Time-series analysis of albedo on Svalbard (Part 1)

My current work has been focused on using MOD10A1 albedo data to quantify albedo change in the 21st century across the High Arctic. Data has been collected daily between May – September, to ensure a full melt season is viewed, and has been processed and filtered using various open source software (GDAL, NumPy, QGIS, RSGISLib). Over 10,000 images were analysed across three sites in the Arctic (Austfonna, Humboldt and Agassiz Ice Cap), detailing how albedo has changed daily, monthly and yearly, both spatially and with respect to elevation. Below are some preliminary results for Austfonna glacier in Svalbard with future posts analysing the other sites.

Figure 1 shows the data filtering hierarchy that was utilised for each image (SZA = solar zenith angle).

 

The daily albedo for each year was plotted to both gain an understanding of melt season characteristics, and see whether the amplitude is increasing throughout the time-series. If so, this would infer that albedo values are dropping lower through the melt season (e.g. 2008 – 2013).
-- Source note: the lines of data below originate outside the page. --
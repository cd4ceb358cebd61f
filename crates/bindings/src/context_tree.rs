//! Snapshot of the active context hierarchy used for one resolution.

use std::collections::BTreeMap;
use std::sync::Arc;

use bindery_context::{ContextSource, ids};
use rustc_hash::FxHashSet;
use tracing::trace;

/// Upper bound on parent walks; guards against cyclic context definitions.
const MAX_DEPTH: usize = 64;

/// Map of child context id to parent id covering the eligible active contexts
/// and all of their ancestors.
///
/// The map is ordered so that the tree can be hashed and compared as part of a
/// cache key.
#[derive(Debug, Clone, PartialEq, Eq, Hash, Default)]
pub struct ContextTree {
	parents: BTreeMap<Arc<str>, Option<Arc<str>>>,
}

impl ContextTree {
	/// Builds the tree for the source's active contexts after dialog/window filtering.
	pub fn for_active(source: &dyn ContextSource) -> Self {
		let mut active = source.active_context_ids();
		filter_dialog_and_window(source, &mut active);
		Self::build(source, active)
	}

	/// Builds the tree by ascending from each id through its parents.
	///
	/// Ascent stops at a root, at a context whose parent cannot be resolved, or
	/// at a context already in the tree.
	pub fn build(source: &dyn ContextSource, ids: impl IntoIterator<Item = Arc<str>>) -> Self {
		let mut parents = BTreeMap::new();

		for id in ids {
			let mut child = id;
			for _ in 0..MAX_DEPTH {
				if parents.contains_key(&child) {
					break;
				}
				let Ok(parent) = source.parent_of(&child) else {
					trace!(context = %child, "undefined context; ascent stopped");
					break;
				};
				parents.insert(Arc::clone(&child), parent.clone());
				match parent {
					Some(parent) => child = parent,
					None => break,
				}
			}
		}

		Self { parents }
	}

	pub fn contains(&self, id: &str) -> bool {
		self.parents.contains_key(id)
	}

	pub fn parent(&self, id: &str) -> Option<&str> {
		self.parents.get(id)?.as_deref()
	}

	/// Number of ancestors of `id` present in the tree. Roots have depth zero.
	pub fn depth(&self, id: &str) -> usize {
		let mut depth = 0;
		let mut current = id;
		while let Some(parent) = self.parent(current) {
			if !self.contains(parent) {
				break;
			}
			depth += 1;
			if depth >= MAX_DEPTH {
				break;
			}
			current = parent;
		}
		depth
	}

	/// Returns whether `ancestor` is a strict ancestor of `descendant`.
	pub fn is_ancestor(&self, ancestor: &str, descendant: &str) -> bool {
		let mut current = descendant;
		for _ in 0..MAX_DEPTH {
			match self.parent(current) {
				Some(parent) if parent == ancestor => return true,
				Some(parent) => current = parent,
				None => return false,
			}
		}
		false
	}

	/// Returns whether the two contexts lie on one ancestor line.
	pub fn related(&self, a: &str, b: &str) -> bool {
		a == b || self.is_ancestor(a, b) || self.is_ancestor(b, a)
	}

	pub fn len(&self) -> usize {
		self.parents.len()
	}

	pub fn is_empty(&self) -> bool {
		self.parents.is_empty()
	}

	pub fn ids(&self) -> impl Iterator<Item = &str> {
		self.parents.keys().map(|id| id.as_ref())
	}
}

/// Removes contexts that live under an inactive dialog or window marker.
///
/// The nearest marker ancestor decides: [`ids::DIALOG`] requires the dialog
/// context active, [`ids::WINDOW`] the window context, and
/// [`ids::DIALOG_AND_WINDOW`] either of them. A context whose ancestry cannot
/// be resolved is kept.
pub fn filter_dialog_and_window(source: &dyn ContextSource, active: &mut FxHashSet<Arc<str>>) {
	let dialog = active.contains(ids::DIALOG);
	let window = active.contains(ids::WINDOW);

	active.retain(|id| {
		let mut parent = source.parent_of(id).ok().flatten();
		for _ in 0..MAX_DEPTH {
			let Some(current) = parent else {
				return true;
			};
			let eligible = match &*current {
				ids::DIALOG => Some(dialog),
				ids::WINDOW => Some(window),
				ids::DIALOG_AND_WINDOW => Some(dialog || window),
				_ => None,
			};
			if let Some(eligible) = eligible {
				if !eligible {
					trace!(context = %id, marker = %current, "context filtered: marker context inactive");
				}
				return eligible;
			}
			parent = match source.parent_of(&current) {
				Ok(next) => next,
				Err(_) => return true,
			};
		}
		true
	});
}

#[cfg(test)]
mod tests {
	use bindery_context::ContextManager;

	use super::*;

	fn manager() -> ContextManager {
		let manager = ContextManager::new();
		manager.define(ids::DIALOG_AND_WINDOW, "Dialogs and Windows", None, None);
		manager.define(ids::DIALOG, "Dialogs", None, Some(ids::DIALOG_AND_WINDOW));
		manager.define(ids::WINDOW, "Windows", None, Some(ids::DIALOG_AND_WINDOW));
		manager.define("editor", "Editor", None, Some(ids::WINDOW));
		manager.define("java-editor", "Java Editor", None, Some("editor"));
		manager.define("find-dialog", "Find", None, Some(ids::DIALOG));
		manager.define("text", "Text", None, Some(ids::DIALOG_AND_WINDOW));
		manager.define("console", "Console", None, None);
		manager
	}

	fn arcs(ids: &[&str]) -> FxHashSet<Arc<str>> {
		ids.iter().map(|id| Arc::from(*id)).collect()
	}

	#[test]
	fn tree_covers_ancestors() {
		let manager = manager();
		let tree = ContextTree::build(&manager, arcs(&["java-editor"]));
		let mut names: Vec<_> = tree.ids().collect();
		names.sort();
		assert_eq!(names, vec![ids::DIALOG_AND_WINDOW, "editor", "java-editor", ids::WINDOW]);
		assert_eq!(tree.parent("java-editor"), Some("editor"));
		assert_eq!(tree.parent(ids::DIALOG_AND_WINDOW), None);
	}

	#[test]
	fn undefined_context_stops_ascent() {
		let manager = manager();
		manager.define("orphan", "Orphan", None, Some("never-defined"));
		let tree = ContextTree::build(&manager, arcs(&["orphan", "unknown"]));
		assert!(tree.contains("orphan"));
		assert!(!tree.contains("never-defined"));
		assert!(!tree.contains("unknown"));
		assert_eq!(tree.depth("orphan"), 0);
	}

	#[test]
	fn cyclic_definitions_terminate() {
		let manager = ContextManager::new();
		manager.define("a", "A", None, Some("b"));
		manager.define("b", "B", None, Some("a"));
		let tree = ContextTree::build(&manager, arcs(&["a"]));
		assert_eq!(tree.len(), 2);
		assert!(tree.depth("a") < MAX_DEPTH + 1);
	}

	#[test]
	fn depth_and_ancestry() {
		let manager = manager();
		let tree = ContextTree::build(&manager, arcs(&["java-editor", "console"]));
		assert_eq!(tree.depth(ids::DIALOG_AND_WINDOW), 0);
		assert_eq!(tree.depth("java-editor"), 3);
		assert!(tree.is_ancestor("editor", "java-editor"));
		assert!(!tree.is_ancestor("java-editor", "editor"));
		assert!(tree.related("editor", "java-editor"));
		assert!(!tree.related("console", "editor"));
	}

	#[test]
	fn dialog_contexts_need_active_dialog() {
		let manager = manager();
		let mut active = arcs(&[ids::WINDOW, "editor", "find-dialog", "text", "console"]);
		filter_dialog_and_window(&manager, &mut active);
		assert_eq!(active, arcs(&[ids::WINDOW, "editor", "text", "console"]));
	}

	#[test]
	fn window_contexts_need_active_window() {
		let manager = manager();
		let mut active = arcs(&[ids::DIALOG, "editor", "find-dialog", "text"]);
		filter_dialog_and_window(&manager, &mut active);
		assert_eq!(active, arcs(&[ids::DIALOG, "find-dialog", "text"]));
	}

	#[test]
	fn dialog_and_window_needs_either_marker() {
		let manager = manager();
		let mut active = arcs(&["text", "console"]);
		filter_dialog_and_window(&manager, &mut active);
		assert_eq!(active, arcs(&["console"]));
	}

	#[test]
	fn for_active_applies_filter() {
		let manager = manager();
		manager.set_active_context_ids(["editor", "find-dialog", ids::WINDOW]);
		let tree = ContextTree::for_active(&manager);
		assert!(tree.contains("editor"));
		assert!(!tree.contains("find-dialog"));
		assert!(!tree.contains(ids::DIALOG));
	}
}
Melt season length can also be deduced from the width of the quadratic curves.

 

Finally, moving images were created to investigate the spatial patterns in albedo change. Two years were analysed to provide comparison with 2008 (top) seeing a relatively stable melt season and 2013 (bottom) witnessing a more erratic trend with very low albedo values.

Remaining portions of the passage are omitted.